The 12 long-term morbidities are:
• Atrial Fibrillation (AF) • Diabetes (DIA)
• Asthma (AST) • Heart Failure (HF)
• Coronary Heart Disease (CHD) • Hypertension (HYP)
• Chronic Kidney Disease (CKD) •Mental Health Problems (MH)
• Chronic Obstructive Pulmonary Disease (COPD) • Obesity (OB)
• Stroke and Transient Ischemic Attack (STIA) Dementia (DEM)
Patients with multiple morbidities
Of the 31,120 individuals who had at least one of the 12 long-term conditions as at the end of 2021:
• 18,215 individuals had a single long-term condition
• 12,905 individuals had two or more long-term conditions (multi-morbidity).
This means that approximately 12% of Jersey's overall population were living with multiple morbidities.
Of those individuals having two or more long-term conditions, progressively fewer had a higher number of long-term conditions:
• 7,690 individuals had two conditions, equivalent to 7% of the population
3,350 individuals had three conditions, equivalent to 3% of the population
• 1,865 individuals had four or more conditions, equivalent to 2% of the population
At the end of 2021, 12,905 individuals were found to have two or more long-term conditions (multi-morbidity) which means that approximately 12% of Jersey's overall population are living with multiple morbidities.
An individual with multi-morbidities is likely to require regular, if not frequent, visits to their G.P. to address their complex health needs. Furthermore a G.P. will have a key role in managing the health of individuals with multi-morbidities. The on-going financial burden of numerous G.P. visits can only serve to cause additional anxiety in an already stressful situation.
The fact is that, today, there are already many individuals who put off seeing their G.P., or simply refuse to seek treatment, because of the cost. This This undoubtedly results in higher treatment costs in the longer term as symptoms go untreated, diagnosis is delayed and the likelihood of hospital treatments increases.

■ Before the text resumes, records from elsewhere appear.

//! Memory-lean row backed by a sorted vector of pairs.

use std::borrow::Cow;

use super::AffinityRow;
use crate::error::{Error, Result};

/// Sparse row stored as `(key, weight)` pairs sorted by key.
///
/// Lookups are binary searches; insertion of a new key shifts the tail, so
/// random-order construction is O(n) per insert. Rows built in key order
/// (bulk initialization, inversion) only ever append.
#[derive(Debug, Clone, Default, PartialEq)]
pub struct SortedRow {
    memory: Vec<(u32, f32)>,
}

impl SortedRow {
    /// Empty row.
    pub fn new() -> Self {
        Self::default()
    }

    /// Empty row with room for `capacity` entries.
    pub fn with_capacity(capacity: usize) -> Self {
        Self {
            memory: Vec::with_capacity(capacity),
        }
    }

    /// Allocated capacity, in entries.
    pub fn capacity(&self) -> usize {
        self.memory.capacity()
    }

    /// Iterate entries in key order without copying.
    pub fn iter(&self) -> std::slice::Iter<'_, (u32, f32)> {
        self.memory.iter()
    }

    /// Append an entry whose key is larger than every stored key.
    pub(crate) fn push_sorted(&mut self, key: u32, value: f32) {
        debug_assert!(self.memory.last().map_or(true, |&(k, _)| k < key));
        self.memory.push((key, value));
    }

    fn search(&self, key: u32) -> std::result::Result<usize, usize> {
        self.memory.binary_search_by_key(&key, |&(k, _)| k)
    }
}

impl AffinityRow for SortedRow {
    fn at(&mut self, key: u32) -> &mut f32 {
        let pos = match self.search(key) {
            Ok(pos) => pos,
            Err(pos) => {
                self.memory.insert(pos, (key, 0.0));
                pos
            }
        };
        &mut self.memory[pos].1
    }

    fn find(&self, key: u32) -> Option<f32> {
        self.search(key).ok().map(|pos| self.memory[pos].1)
    }

    fn len(&self) -> usize {
        self.memory.len()
    }

    fn entries(&self) -> Cow<'_, [(u32, f32)]> {
        Cow::Borrowed(&self.memory)
    }

    fn for_each_mut(&mut self, mut f: impl FnMut(u32, &mut f32)) {
        for (k, v) in &mut self.memory {
            f(*k, v);
        }
    }

    fn clear(&mut self) {
        self.memory.clear();
    }

    fn shrink_to_fit(&mut self) {
        self.memory.shrink_to_fit();
    }

    fn memory_bytes(&self) -> Option<usize> {
        Some(self.memory.capacity() * std::mem::size_of::<(u32, f32)>())
    }

    fn bulk_initialize<I>(&mut self, sorted: I, threshold: f32) -> Result<()>
    where
        I: IntoIterator<Item = (u32, f32)>,
    {
        if !self.memory.is_empty() {
            return Err(Error::precondition("bulk_initialize on a populated row"));
        }
        let iter = sorted.into_iter();
        self.memory.reserve(iter.size_hint().0);
        let mut last: Option<u32> = None;
        for (key, value) in iter {
            if last.is_some_and(|l| key <= l) {
                self.memory = Vec::new();
                return Err(Error::precondition(format!(
                    "bulk_initialize input is not strictly increasing at key {key}"
                )));
            }
            last = Some(key);
            if value > threshold {
                self.memory.push((key, value));
            }
        }
        Ok(())
    }
}

impl FromIterator<(u32, f32)> for SortedRow {
    /// Collect arbitrary-order pairs; repeated keys accumulate.
    fn from_iter<T: IntoIterator<Item = (u32, f32)>>(iter: T) -> Self {
        let mut row = SortedRow::new();
        for (k, v) in iter {
            *row.at(k) += v;
        }
        row
    }
}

It is to be noted that the Report on multi-morbidity states –
"Studies show that people with multiple chronic conditions (those with multi-morbidity) typically suffer a lower quality of life, have more frequent and lengthy hospital admissions, and may be more likely to die prematurely, than those who do not have multi-morbidity."
This amendment will not only alleviate the financial burden on individuals suffering with multi-morbidity by allowing access to GPs at a reduced rate but it will also minimise the burden on our healthcare system in the long term by increasing the early intervention of G.P.s (primary carers) thereby decreasing the amount of hospital-based secondary and tertiary care required.

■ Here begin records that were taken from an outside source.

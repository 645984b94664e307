//! Task submission.
//!
//! All per-vertex loops go through [`par_map`]. With the `parallel` feature
//! it fans out on the rayon pool that is current when it is called, so
//! running it inside [`TaskPool::install`] pins the work to a dedicated pool
//! of a chosen size. Without the feature it is a plain sequential map.
//!
//! Results come back in index order either way.

#[cfg(feature = "parallel")]
use rayon::prelude::*;

use crate::error::{Error, Result};

/// Apply `f` to `0..n` and collect the results in index order.
pub fn par_map<T, F>(n: usize, f: F) -> Vec<T>
where
    T: Send,
    F: Fn(usize) -> T + Sync + Send,
{
    #[cfg(feature = "parallel")]
    {
        (0..n).into_par_iter().map(f).collect()
    }

    #[cfg(not(feature = "parallel"))]
    {
        (0..n).map(f).collect()
    }
}

/// Run `f` for every index in `0..n`, in no particular order.
pub fn par_for_each<F>(n: usize, f: F)
where
    F: Fn(usize) + Sync + Send,
{
    #[cfg(feature = "parallel")]
    (0..n).into_par_iter().for_each(f);

    #[cfg(not(feature = "parallel"))]
    (0..n).for_each(f);
}

/// Optional dedicated worker pool.
///
/// `TaskPool::new(None)` uses the global rayon pool; `Some(n)` builds a pool
/// with exactly `n` workers.
pub struct TaskPool {
    #[cfg(feature = "parallel")]
    pool: Option<rayon::ThreadPool>,
}

impl TaskPool {
    /// Build a pool with `num_threads` workers, or share the global one.
    pub fn new(num_threads: Option<usize>) -> Result<Self> {
        if num_threads == Some(0) {
            return Err(Error::InvalidParameter {
                name: "num_threads",
                message: "must be at least 1",
            });
        }

        #[cfg(feature = "parallel")]
        {
            let pool = match num_threads {
                Some(n) => Some(
                    rayon::ThreadPoolBuilder::new()
                        .num_threads(n)
                        .build()
                        .map_err(|e| Error::Other(e.to_string()))?,
                ),
                None => None,
            };
            Ok(Self { pool })
        }

        #[cfg(not(feature = "parallel"))]
        {
            Ok(Self {})
        }
    }

    /// Run `op` with this pool as the current one.
    pub fn install<T, OP>(&self, op: OP) -> T
    where
        T: Send,
        OP: FnOnce() -> T + Send,
    {
        #[cfg(feature = "parallel")]
        if let Some(pool) = &self.pool {
            return pool.install(op);
        }
        op()
    }

    /// Workers that [`par_map`] will use inside [`TaskPool::install`].
    pub fn num_threads(&self) -> usize {
        #[cfg(feature = "parallel")]
        {
            match &self.pool {
                Some(pool) => pool.current_num_threads(),
                None => rayon::current_num_threads(),
            }
        }

        #[cfg(not(feature = "parallel"))]
        {
            1
        }
    }
}

impl std::fmt::Debug for TaskPool {
    fn fmt(&self, f: &mut std::fmt::Formatter<'_>) -> std::fmt::Result {
        f.debug_struct("TaskPool")
            .field("num_threads", &self.num_threads())
            .finish()
    }
}

#[cfg(test)]
#[allow(clippy::unwrap_used)]
mod tests {
    use super::*;
    use std::sync::atomic::{AtomicUsize, Ordering};

    #[test]
    fn par_map_keeps_index_order() {
        let out = par_map(1000, |i| i * 2);
        assert!(out.iter().enumerate().all(|(i, &v)| v == i * 2));
    }

    #[test]
    fn par_for_each_visits_every_index() {
        let hits = AtomicUsize::new(0);
        par_for_each(257, |i| {
            hits.fetch_add(i, Ordering::Relaxed);
        });
        assert_eq!(hits.into_inner(), 256 * 257 / 2);
    }

    #[test]
    fn zero_threads_is_rejected() {
        assert!(TaskPool::new(Some(0)).unwrap_err().is_precondition());
    }

    #[test]
    fn install_runs_on_requested_pool() {
        let pool = TaskPool::new(Some(2)).unwrap();
        let out = pool.install(|| par_map(10, |i| i + 1));
        assert_eq!(out, (1..=10).collect::<Vec<_>>());
        #[cfg(feature = "parallel")]
        assert_eq!(pool.num_threads(), 2);
    }
}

If we are to meet the health care needs of what will be an increasingly ageing population, we must focus on those who have long-term morbidities. This basically means that we must deliver health care solutions for the elderly, who are the sector which will suffer from long-term conditions.
This proposition suggests that attention should be focussed on those with 2 or more morbidities, which in effect is those who are over 65.

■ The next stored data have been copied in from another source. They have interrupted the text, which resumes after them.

//! Sparse affinity rows.
//!
//! Every matrix in a hierarchy (transition matrices, areas of influence,
//! interpolation weights) is a `Vec<R>` of rows, where a row maps a `u32`
//! vertex index to a non-negative `f32` weight.
//!
//! The algorithms are written against the [`AffinityRow`] capability set
//! rather than a concrete container:
//!
//! | Capability | Method |
//! |------------|--------|
//! | Indexed mutable access | [`AffinityRow::at`] |
//! | Read-only lookup | [`AffinityRow::find`] |
//! | Ordered iteration | [`AffinityRow::entries`] |
//! | Bulk sorted construction | [`AffinityRow::bulk_initialize`] |
//!
//! Three backings conform: [`SortedRow`] (the default, a sorted vector of
//! pairs), `BTreeMap<u32, f32>` and `HashMap<u32, f32>`. Anything that is
//! sensitive to summation order reads rows through `entries()`, which yields
//! ascending keys for every backing, so the three produce identical results
//! for identical seeds.

mod ops;
mod sorted;

use std::borrow::Cow;
use std::collections::{BTreeMap, HashMap};

use crate::error::{Error, Result};

pub use ops::{invert, normalize_row, row_sum, sparsity, support, RowNormalization};
pub use sorted::SortedRow;

/// A row of a sparse affinity matrix.
pub trait AffinityRow: Default + Clone + Send + Sync {
    /// Mutable access to the weight of `key`, inserting `0.0` if absent.
    fn at(&mut self, key: u32) -> &mut f32;

    /// Weight of `key`, if present.
    fn find(&self, key: u32) -> Option<f32>;

    /// Number of stored entries.
    fn len(&self) -> usize;

    /// True if no entries are stored.
    fn is_empty(&self) -> bool {
        self.len() == 0
    }

    /// Entries in ascending key order.
    fn entries(&self) -> Cow<'_, [(u32, f32)]>;

    /// Apply `f` to every stored weight.
    fn for_each_mut(&mut self, f: impl FnMut(u32, &mut f32));

    /// Remove every entry.
    fn clear(&mut self);

    /// Release spare capacity.
    fn shrink_to_fit(&mut self) {}

    /// Bytes held by the row, when the backing can tell.
    fn memory_bytes(&self) -> Option<usize> {
        None
    }

    /// Fill an empty row from entries sorted by strictly increasing key,
    /// keeping only weights above `threshold`.
    ///
    /// On error the row is left empty.
    fn bulk_initialize<I>(&mut self, sorted: I, threshold: f32) -> Result<()>
    where
        I: IntoIterator<Item = (u32, f32)>,
    {
        if !self.is_empty() {
            return Err(Error::precondition("bulk_initialize on a populated row"));
        }
        let mut last: Option<u32> = None;
        for (key, value) in sorted {
            if last.is_some_and(|l| key <= l) {
                self.clear();
                return Err(Error::precondition(format!(
                    "bulk_initialize input is not strictly increasing at key {key}"
                )));
            }
            last = Some(key);
            if value > threshold {
                *self.at(key) = value;
            }
        }
        Ok(())
    }
}

/// A sparse matrix stored as one row per vertex.
pub type SparseMatrix<R> = Vec<R>;

impl AffinityRow for BTreeMap<u32, f32> {
    fn at(&mut self, key: u32) -> &mut f32 {
        self.entry(key).or_insert(0.0)
    }

    fn find(&self, key: u32) -> Option<f32> {
        self.get(&key).copied()
    }

    fn len(&self) -> usize {
        BTreeMap::len(self)
    }

    fn entries(&self) -> Cow<'_, [(u32, f32)]> {
        Cow::Owned(self.iter().map(|(&k, &v)| (k, v)).collect())
    }

    fn for_each_mut(&mut self, mut f: impl FnMut(u32, &mut f32)) {
        for (k, v) in self.iter_mut() {
            f(*k, v);
        }
    }

    fn clear(&mut self) {
        BTreeMap::clear(self);
    }
}

impl AffinityRow for HashMap<u32, f32> {
    fn at(&mut self, key: u32) -> &mut f32 {
        self.entry(key).or_insert(0.0)
    }

    fn find(&self, key: u32) -> Option<f32> {
        self.get(&key).copied()
    }

    fn len(&self) -> usize {
        HashMap::len(self)
    }

    fn entries(&self) -> Cow<'_, [(u32, f32)]> {
        let mut out: Vec<(u32, f32)> = self.iter().map(|(&k, &v)| (k, v)).collect();
        out.sort_unstable_by_key(|&(k, _)| k);
        Cow::Owned(out)
    }

    fn for_each_mut(&mut self, mut f: impl FnMut(u32, &mut f32)) {
        for (k, v) in self.iter_mut() {
            f(*k, v);
        }
    }

    fn clear(&mut self) {
        HashMap::clear(self);
    }

    fn shrink_to_fit(&mut self) {
        HashMap::shrink_to_fit(self);
    }

    fn memory_bytes(&self) -> Option<usize> {
        Some(self.capacity() * std::mem::size_of::<(u32, f32)>())
    }
}

#[cfg(test)]
#[allow(clippy::unwrap_used)]
mod tests {
    use super::*;

    fn exercise<R: AffinityRow>() {
        let mut row = R::default();
        *row.at(7) += 1.0;
        *row.at(2) += 2.0;
        *row.at(7) += 1.0;
        assert_eq!(row.len(), 2);
        assert_eq!(row.find(7), Some(2.0));
        assert_eq!(row.find(3), None);
        assert_eq!(row.entries().as_ref(), &[(2, 2.0), (7, 2.0)]);

        let err = row.bulk_initialize([(1, 1.0)], 0.0).unwrap_err();
        assert!(err.is_precondition());

        let mut fresh = R::default();
        fresh
            .bulk_initialize([(1, 0.5), (4, 0.001), (9, 0.7)], 0.01)
            .unwrap();
        assert_eq!(fresh.entries().as_ref(), &[(1, 0.5), (9, 0.7)]);

        let mut bad = R::default();
        assert!(bad.bulk_initialize([(3, 1.0), (3, 1.0)], 0.0).is_err());
        assert!(bad.is_empty());
    }

    #[test]
    fn btree_backing_conforms() {
        exercise::<BTreeMap<u32, f32>>();
    }

    #[test]
    fn hash_backing_conforms() {
        exercise::<HashMap<u32, f32>>();
    }

    #[test]
    fn sorted_backing_conforms() {
        exercise::<SortedRow>();
    }
}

Financial and manpower implications
Given the state of flux around the changes to the delivery of primary care and its financing, which may include the Health Insurance Fund ("HIF"), the HCS budget, capitation and quality payments, it is difficult to put a figure on the cost to the States of giving access to G.P. consultations at reduced cost to individuals with multi-morbidity especially since figures produced by Social Security create a distinction between a consultation and a service, however, if we say that each consultation was worth £60, multiplied by the number of patients known to have two or morbidities, and factoring an average 9 visits a year, this gives a cost in the order of £6.5m.